Decided on April 13, 2010
SUPREME COURT OF THE STATE OF NEW YORK
APPELLATE TERM: 9th and 10th JUDICIAL DISTRICTS
PRESENT: : NICOLAI, P.J., MOLIA and LaCAVA, JJ
2009-393 W C.

Yellow Book Sales and Distribution Company, Inc. f/k/a YELLOW BOOK USA, INC., Respondent,

against

Henry B. Whitaker, Inc. d/b/a WHITAKER OVERHEAD DOOR, Appellant.

Appeal from two orders of the Supreme Court, Westchester County (Aldo A. Nastasi, J.), dated, respectively, February 25, 2008 and April 10, 2008, and from a judgment of the Justice Court of the Town of Yorktown, Westchester County (David S. Zuckerman, J.), entered June 26, 2008. The order dated February 25, 2008 denied defendant's motion to restore the case to the Supreme Court calendar.
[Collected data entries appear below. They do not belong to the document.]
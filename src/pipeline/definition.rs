// SPDX-License-Identifier: MIT OR Apache-2.0
// Copyright (c) 2025 adflow contributors

//! Pipeline definition
//!
//! A pipeline is identified by its name alone. Two pipelines with the same
//! name are equal, hash the same and sort together, whatever their
//! activities.

use chrono::{DateTime, Utc};
use std::cmp::Ordering;
use std::collections::{BTreeSet, HashSet};
use std::hash::{Hash, Hasher};
use std::sync::Arc;

use crate::activity::Activity;
use crate::errors::{AdflowError, AdflowResult};
use crate::resource::PipelineResource;
use crate::schedule::{ScheduleTrigger, DEFAULT_TIME_ZONE};

/// An ordered set of activities with an optional recurrence schedule
#[derive(Debug, Clone)]
pub struct Pipeline {
    name: String,
    activities: Vec<Activity>,
    schedule: Option<String>,
    start_time: Option<DateTime<Utc>>,
    time_zone: String,
    depends_on_pipelines: BTreeSet<Arc<Pipeline>>,
}

impl Pipeline {
    pub fn new(name: impl Into<String>) -> Self {
        Self {
            name: name.into(),
            activities: Vec::new(),
            schedule: None,
            start_time: None,
            time_zone: DEFAULT_TIME_ZONE.to_string(),
            depends_on_pipelines: BTreeSet::new(),
        }
    }

    pub fn name(&self) -> &str {
        &self.name
    }

    pub fn activities(&self) -> &[Activity] {
        &self.activities
    }

    /// Append an activity and return it for further wiring
    pub fn add_activity(&mut self, activity: Activity) -> &mut Activity {
        self.activities.push(activity);
        let last = self.activities.len() - 1;
        &mut self.activities[last]
    }

    pub fn with_activity(mut self, activity: Activity) -> Self {
        self.activities.push(activity);
        self
    }

    pub fn with_activities(mut self, activities: impl IntoIterator<Item = Activity>) -> Self {
        self.activities.extend(activities);
        self
    }

    /// Top-level activity by name
    pub fn activity(&self, name: &str) -> Option<&Activity> {
        self.activities.iter().find(|a| a.name() == name)
    }

    pub fn activity_mut(&mut self, name: &str) -> Option<&mut Activity> {
        self.activities.iter_mut().find(|a| a.name() == name)
    }

    /// Wire the named top-level activities into a line: each one runs after
    /// the name before it
    pub fn chain<S: AsRef<str>>(&mut self, names: &[S]) -> AdflowResult<()> {
        for name in names {
            if self.activity(name.as_ref()).is_none() {
                return Err(AdflowError::ActivityNotFound {
                    pipeline: self.name.clone(),
                    activity: name.as_ref().to_string(),
                });
            }
        }

        for pair in names.windows(2) {
            let previous = pair[0].as_ref().to_string();
            if let Some(next) = self.activity_mut(pair[1].as_ref()) {
                next.add_dependency(previous, &[]);
            }
        }
        Ok(())
    }

    pub fn schedule(&self) -> Option<&str> {
        self.schedule.as_deref()
    }

    /// Attach a schedule.
    ///
    /// The expression is not checked here; it is compiled when the trigger is
    /// emitted. If no start time has been set, now (UTC) is captured once.
    pub fn set_schedule(&mut self, schedule: impl Into<String>) {
        self.schedule = Some(schedule.into());
        if self.start_time.is_none() {
            self.start_time = Some(Utc::now());
        }
    }

    pub fn with_schedule(mut self, schedule: impl Into<String>) -> Self {
        self.set_schedule(schedule);
        self
    }

    pub fn start_time(&self) -> Option<DateTime<Utc>> {
        self.start_time
    }

    pub fn set_start_time(&mut self, start_time: DateTime<Utc>) {
        self.start_time = Some(start_time);
    }

    pub fn with_start_time(mut self, start_time: DateTime<Utc>) -> Self {
        self.set_start_time(start_time);
        self
    }

    pub fn time_zone(&self) -> &str {
        &self.time_zone
    }

    pub fn with_time_zone(mut self, time_zone: impl Into<String>) -> Self {
        self.time_zone = time_zone.into();
        self
    }

    /// Require `other` to exist remotely before this pipeline is pushed
    pub fn add_pipeline_dependency(&mut self, other: Arc<Pipeline>) {
        self.depends_on_pipelines.insert(other);
    }

    pub fn depends_on(mut self, other: Arc<Pipeline>) -> Self {
        self.add_pipeline_dependency(other);
        self
    }

    /// Required pipelines, in name order
    pub fn depends_on_pipelines(&self) -> impl Iterator<Item = &Arc<Pipeline>> {
        self.depends_on_pipelines.iter()
    }

    pub fn trigger_name(&self) -> String {
        format!("{}-trigger", self.name)
    }

    /// The trigger owned by this pipeline, if it has a schedule
    pub fn trigger(&self) -> Option<ScheduleTrigger> {
        let schedule = self.schedule.as_ref()?;
        let start_time = self.start_time.unwrap_or_else(Utc::now);

        Some(
            ScheduleTrigger::new(self.trigger_name(), schedule.clone(), start_time, [self.name.clone()])
                .with_time_zone(self.time_zone.clone()),
        )
    }

    /// Emit the native pipeline document.
    ///
    /// Fails if an activity name is reused anywhere in the pipeline, or if any
    /// activity depends on a name missing from its own scope.
    pub fn to_resource(&self) -> AdflowResult<PipelineResource> {
        let mut seen = HashSet::new();
        for activity in self.activities.iter().flat_map(Activity::walk) {
            if !seen.insert(activity.name()) {
                return Err(AdflowError::DuplicateActivity {
                    pipeline: self.name.clone(),
                    activity: activity.name().to_string(),
                });
            }
        }

        check_scope(&self.activities)?;
        Ok(PipelineResource::from_activities(&self.activities))
    }
}

/// Every dependency must name a sibling; children are checked in their own scopes
fn check_scope(activities: &[Activity]) -> AdflowResult<()> {
    let names: HashSet<&str> = activities.iter().map(Activity::name).collect();

    for activity in activities {
        if let Some(missing) = activity.depends_on().names().find(|dep| !names.contains(dep)) {
            return Err(AdflowError::DanglingDependency {
                activity: activity.name().to_string(),
                dependency: missing.to_string(),
            });
        }
        for scope in activity.child_scopes() {
            check_scope(scope)?;
        }
    }
    Ok(())
}

impl PartialEq for Pipeline {
    fn eq(&self, other: &Self) -> bool {
        self.name == other.name
    }
}

impl Eq for Pipeline {}

impl Hash for Pipeline {
    fn hash<H: Hasher>(&self, state: &mut H) {
        self.name.hash(state);
    }
}

impl PartialOrd for Pipeline {
    fn partial_cmp(&self, other: &Self) -> Option<Ordering> {
        Some(self.cmp(other))
    }
}

impl Ord for Pipeline {
    fn cmp(&self, other: &Self) -> Ordering {
        self.name.cmp(&other.name)
    }
}
// SPDX-License-Identifier: MIT OR Apache-2.0
// Copyright (c) 2025 adflow contributors

//! DAG (Directed Acyclic Graph) builder for activity dependencies
//!
//! Builds and validates the dependency graph of one activity scope, and of
//! the pipeline-to-pipeline graph used when loading manifests.

use petgraph::algo::{tarjan_scc, toposort};
use petgraph::graph::{DiGraph, NodeIndex};
use petgraph::Direction;
use std::collections::HashMap;

use crate::activity::Activity;
use crate::errors::{AdflowError, AdflowResult};
use crate::pipeline::PipelineRegistry;

/// Builder for dependency DAGs.
///
/// Node weights are positions in the input order, so results can be mapped
/// back onto the original slice.
pub struct DagBuilder {
    graph: DiGraph<usize, ()>,
    name_to_index: HashMap<String, NodeIndex>,
    names: Vec<String>,
    labels: Vec<String>,
}

impl DagBuilder {
    /// Create a new DAG builder
    pub fn new() -> Self {
        Self {
            graph: DiGraph::new(),
            name_to_index: HashMap::new(),
            names: Vec::new(),
            labels: Vec::new(),
        }
    }

    /// Build a DAG from one activity scope.
    ///
    /// Nested children of composite activities live in their own scopes and
    /// are not part of this graph.
    pub fn build(activities: &[Activity]) -> AdflowResult<Self> {
        let nodes = activities.iter().map(|activity| Node {
            name: activity.name(),
            label: activity.kind().type_name(),
            edges: activity.depends_on().names().collect(),
        });

        Self::from_nodes(nodes, |activity, dependency| AdflowError::DanglingDependency {
            activity: activity.to_string(),
            dependency: dependency.to_string(),
        })
    }

    /// Build the pipeline dependency DAG of a registry
    pub fn for_registry(registry: &PipelineRegistry) -> AdflowResult<Self> {
        let nodes = registry.iter().map(|pipeline| Node {
            name: pipeline.name(),
            label: if pipeline.schedule().is_some() {
                "scheduled"
            } else {
                "pipeline"
            },
            edges: pipeline.depends_on_pipelines().map(|p| p.name()).collect(),
        });

        Self::from_nodes(nodes, |pipeline, dependency| AdflowError::UnknownPipeline {
            pipeline: pipeline.to_string(),
            dependency: dependency.to_string(),
        })
    }

    /// Build a DAG from named nodes and their predecessors
    pub(crate) fn from_nodes<'a, I, F>(nodes: I, missing: F) -> AdflowResult<Self>
    where
        I: IntoIterator<Item = Node<'a>>,
        F: Fn(&str, &str) -> AdflowError,
    {
        let mut builder = Self::new();
        let nodes: Vec<Node<'a>> = nodes.into_iter().collect();

        for (idx, node) in nodes.iter().enumerate() {
            if builder.name_to_index.contains_key(node.name) {
                return Err(AdflowError::DuplicateNode {
                    name: node.name.to_string(),
                });
            }
            let index = builder.graph.add_node(idx);
            builder.name_to_index.insert(node.name.to_string(), index);
            builder.names.push(node.name.to_string());
            builder.labels.push(node.label.to_string());
        }

        // Add dependency edges
        for node in &nodes {
            let target = builder.name_to_index[node.name];
            for &dep_name in &node.edges {
                let source = builder
                    .name_to_index
                    .get(dep_name)
                    .ok_or_else(|| missing(node.name, dep_name))?;

                if !builder.graph.contains_edge(*source, target) {
                    builder.graph.add_edge(*source, target, ());
                }
            }
        }

        builder.validate_acyclic()?;

        Ok(builder)
    }

    fn name(&self, node: NodeIndex) -> &str {
        &self.names[node.index()]
    }

    /// Validate that the graph is acyclic
    fn validate_acyclic(&self) -> AdflowResult<()> {
        toposort(&self.graph, None)
            .map(|_| ())
            .map_err(|cycle| AdflowError::CircularDependency {
                members: self.find_cycle_members(cycle.node_id()),
            })
    }

    /// Names of the strongly connected component containing `start`
    fn find_cycle_members(&self, start: NodeIndex) -> Vec<String> {
        let component = tarjan_scc(&self.graph)
            .into_iter()
            .find(|component| component.contains(&start))
            .unwrap_or_else(|| vec![start]);

        let mut members: Vec<String> = component
            .into_iter()
            .map(|node| self.name(node).to_string())
            .collect();
        members.sort();

        // Close the loop so the message reads a → b → a
        if let Some(first) = members.first().cloned() {
            members.push(first);
        }
        members
    }

    /// Get topologically sorted input positions
    pub fn topological_order(&self) -> AdflowResult<Vec<usize>> {
        toposort(&self.graph, None)
            .map(|nodes| nodes.into_iter().map(|n| self.graph[n]).collect())
            .map_err(|cycle| AdflowError::CircularDependency {
                members: self.find_cycle_members(cycle.node_id()),
            })
    }

    /// Get topologically sorted names
    pub fn topological_order_names(&self) -> AdflowResult<Vec<String>> {
        toposort(&self.graph, None)
            .map(|nodes| nodes.into_iter().map(|n| self.name(n).to_string()).collect())
            .map_err(|cycle| AdflowError::CircularDependency {
                members: self.find_cycle_members(cycle.node_id()),
            })
    }

    /// Get dependencies of a node (nodes that must run before it)
    pub fn dependencies(&self, name: &str) -> Option<Vec<String>> {
        let node = self.name_to_index.get(name)?;
        let mut out: Vec<String> = self
            .graph
            .neighbors_directed(*node, Direction::Incoming)
            .map(|n| self.name(n).to_string())
            .collect();
        out.sort();
        Some(out)
    }

    /// Generate Mermaid diagram of the DAG
    pub fn to_mermaid(&self) -> String {
        let mut out = String::from("graph TD\n");

        for node in self.graph.node_indices() {
            out.push_str(&format!(
                "    n{}[\"{}\"]\n",
                node.index(),
                self.name(node)
            ));
        }

        for edge in self.graph.raw_edges() {
            out.push_str(&format!(
                "    n{} --> n{}\n",
                edge.source().index(),
                edge.target().index()
            ));
        }

        out
    }

    /// Generate DOT diagram of the DAG
    pub fn to_dot(&self, title: &str) -> String {
        let mut out = format!("digraph \"{}\" {{\n", title);
        out.push_str("    rankdir=TB;\n");
        out.push_str("    node [shape=box, style=rounded];\n\n");

        for edge in self.graph.raw_edges() {
            out.push_str(&format!(
                "    \"{}\" -> \"{}\";\n",
                self.name(edge.source()),
                self.name(edge.target())
            ));
        }

        // Isolated nodes have no edge to declare them
        for node in self.graph.node_indices() {
            if self.graph.neighbors_undirected(node).count() == 0 {
                out.push_str(&format!("    \"{}\";\n", self.name(node)));
            }
        }

        out.push_str("}\n");
        out
    }

    /// Generate text representation of run order
    pub fn to_text(&self) -> AdflowResult<String> {
        let order = toposort(&self.graph, None).map_err(|cycle| AdflowError::CircularDependency {
            members: self.find_cycle_members(cycle.node_id()),
        })?;
        let mut out = String::new();

        for (i, node) in order.into_iter().enumerate() {
            let name = self.name(node);
            let deps = self.dependencies(name).unwrap_or_default();

            out.push_str(&format!("{}. {} ({})", i + 1, name, self.labels[node.index()]));

            if !deps.is_empty() {
                out.push_str(&format!(" [depends: {}]", deps.join(", ")));
            }

            out.push('\n');
        }

        Ok(out)
    }
}

impl Default for DagBuilder {
    fn default() -> Self {
        Self::new()
    }
}

/// A node handed to [`DagBuilder::from_nodes`]
pub(crate) struct Node<'a> {
    pub name: &'a str,
    pub label: &'a str,
    pub edges: Vec<&'a str>,
}

#[cfg(test)]
mod tests {
    use super::*;

    fn make_scope(activities: Vec<(&str, Vec<&str>)>) -> Vec<Activity> {
        activities
            .into_iter()
            .map(|(name, deps)| {
                let mut activity = Activity::wait(name, 1);
                for dep in deps {
                    activity.add_dependency(dep, &[]);
                }
                activity
            })
            .collect()
    }

    #[test]
    fn test_linear_dag() {
        let scope = make_scope(vec![("c", vec!["b"]), ("a", vec![]), ("b", vec!["a"])]);

        let dag = DagBuilder::build(&scope).unwrap();
        assert_eq!(dag.topological_order_names().unwrap(), vec!["a", "b", "c"]);
        assert_eq!(dag.topological_order().unwrap(), vec![1, 2, 0]);
    }

    #[test]
    fn test_diamond_dag() {
        let scope = make_scope(vec![
            ("a", vec![]),
            ("b", vec!["a"]),
            ("c", vec!["a"]),
            ("d", vec!["b", "c"]),
        ]);

        let dag = DagBuilder::build(&scope).unwrap();
        let order = dag.topological_order_names().unwrap();

        // a must come first, d must come last
        assert_eq!(order[0], "a");
        assert_eq!(order[3], "d");
        assert_eq!(dag.dependencies("d").unwrap(), vec!["b", "c"]);
        assert!(dag.dependencies("a").unwrap().is_empty());
        assert!(dag.dependencies("missing").is_none());
    }

    #[test]
    fn test_circular_dependency_detection() {
        let scope = make_scope(vec![("a", vec!["b"]), ("b", vec!["a"]), ("c", vec![])]);

        match DagBuilder::build(&scope) {
            Err(AdflowError::CircularDependency { members }) => {
                assert_eq!(members, vec!["a", "b", "a"]);
            }
            other => panic!("expected a cycle, got {:?}", other.map(|_| ())),
        }
    }

    #[test]
    fn test_self_dependency_is_a_cycle() {
        let scope = make_scope(vec![("a", vec!["a"])]);
        assert!(matches!(
            DagBuilder::build(&scope),
            Err(AdflowError::CircularDependency { .. })
        ));
    }

    #[test]
    fn test_dangling_dependency() {
        let scope = make_scope(vec![("a", vec!["nonexistent"])]);

        match DagBuilder::build(&scope) {
            Err(AdflowError::DanglingDependency { activity, dependency }) => {
                assert_eq!(activity, "a");
                assert_eq!(dependency, "nonexistent");
            }
            other => panic!("expected a dangling dependency, got {:?}", other.map(|_| ())),
        }
    }

    #[test]
    fn test_repeated_name_is_rejected() {
        let scope = make_scope(vec![("a", vec![]), ("b", vec![]), ("a", vec!["b"])]);

        match DagBuilder::build(&scope) {
            Err(AdflowError::DuplicateNode { name }) => assert_eq!(name, "a"),
            other => panic!("expected a duplicate node, got {:?}", other.map(|_| ())),
        }
    }

    #[test]
    fn test_render_formats() {
        let scope = make_scope(vec![("load data", vec![]), ("b", vec!["load data"]), ("lonely", vec![])]);
        let dag = DagBuilder::build(&scope).unwrap();

        let mermaid = dag.to_mermaid();
        assert!(mermaid.starts_with("graph TD"));
        assert!(mermaid.contains("n0[\"load data\"]"));
        assert!(mermaid.contains("n0 --> n1"));

        let dot = dag.to_dot("ingest");
        assert!(dot.contains("digraph \"ingest\""));
        assert!(dot.contains("\"load data\" -> \"b\";"));
        assert!(dot.contains("    \"lonely\";"));

        let text = dag.to_text().unwrap();
        assert!(text.contains("(Wait)"));
        assert!(text.contains("b (Wait) [depends: load data]"));
    }

    #[test]
    fn test_registry_graph() {
        use crate::pipeline::Pipeline;
        use std::sync::Arc;

        let base = Arc::new(Pipeline::new("base"));
        let mut registry = PipelineRegistry::new();
        registry
            .register(Pipeline::new("ingest").depends_on(base.clone()).with_schedule("@daily"))
            .unwrap();
        registry.register(Pipeline::clone(&base)).unwrap();

        let dag = DagBuilder::for_registry(&registry).unwrap();
        assert_eq!(dag.topological_order_names().unwrap(), vec!["base", "ingest"]);
        assert!(dag.to_text().unwrap().contains("ingest (scheduled) [depends: base]"));
    }

    #[test]
    fn test_registry_graph_with_unregistered_dependency() {
        use crate::pipeline::Pipeline;
        use std::sync::Arc;

        let mut registry = PipelineRegistry::new();
        registry
            .register(Pipeline::new("ingest").depends_on(Arc::new(Pipeline::new("outside"))))
            .unwrap();

        assert!(matches!(
            DagBuilder::for_registry(&registry),
            Err(AdflowError::UnknownPipeline { .. })
        ));
    }
}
The order dated April 10, 2008, insofar as appealed from, upon, in effect, granting leave to reargue the prior motion, again denied defendant's motion to restore the case to the Supreme Court calendar. The judgment, after an inquest, awarded plaintiff the principal sum of $5,317.58.


ORDERED that so much of the appeal as is from the orders dated February 25, 2008 and April 10, 2008 is transferred to the Appellate Division, Second Department; and it is further,

ORDERED that the appeal from the judgment is dismissed.

This action to recover the principal sum of $5,317.58 for advertising services was commenced in the Supreme Court, Westchester County. By order dated January 5, 2007, the Supreme Court (Aldo A. Nastasi, J.) sua sponte transferred the action to the Justice Court of the Town of Yorktown (see CPLR 325 [d]), upon a finding that the potential recovery on each of two severable causes of action would not exceed $5,000. Thereafter, defendant moved in the Supreme Court to restore the action to the Supreme Court calendar, apparently on the ground that defendant had served an answer containing counterclaims for $75,000 and $50,000. By order dated February 25, 2008, the Supreme Court (Aldo A. Nastasi, J.) denied defendant's motion, stating that the "purported service by defendant of an answer well beyond the statutory period and without leave of Court is a nullity and does not divest the Town Court of Yorktown of [*2]jurisdiction in this matter." Whereupon, defendant moved in the Supreme Court for leave to reargue the prior motion. Upon, in effect, granting leave to reargue, the Supreme Court (Aldo A. Nastasi, J.), by order dated April 10, 2008, again denied defendant's application to restore the matter to the Supreme Court calendar. Thereafter, the Justice Court, ruling that it was constrained by the Supreme Court orders deeming the answer a nullity, conducted an inquest and awarded plaintiff a default judgment in the principal sum of $5,317.58. This appeal ensued.

The law is clear that no appeal lies from a judgment entered on default (CPLR 5511; see Landmark Aviation v De Marmels, 63 AD2d 964 [1978]; Bottiglieri v Reilly, 15 Misc 3d 135[A], 2007 NY Slip Op 50750[U] [App Term, 9th & 10th Jud Dists 2007]). Consequently, the appeal from the judgment is dismissed.

So much of the appeal as is from the Supreme Court orders dated February 25, 2008 and April 10, 2008 is transferred, pursuant to NY Constitution article VI, § 5 (b), to the Appellate Division, which is the court that is authorized to review those orders (see Mears v Chrysler Fin. Corp., 243 AD2d 270 [1997]).

Nicolai, P.J., Molia and LaCava, JJ., concur.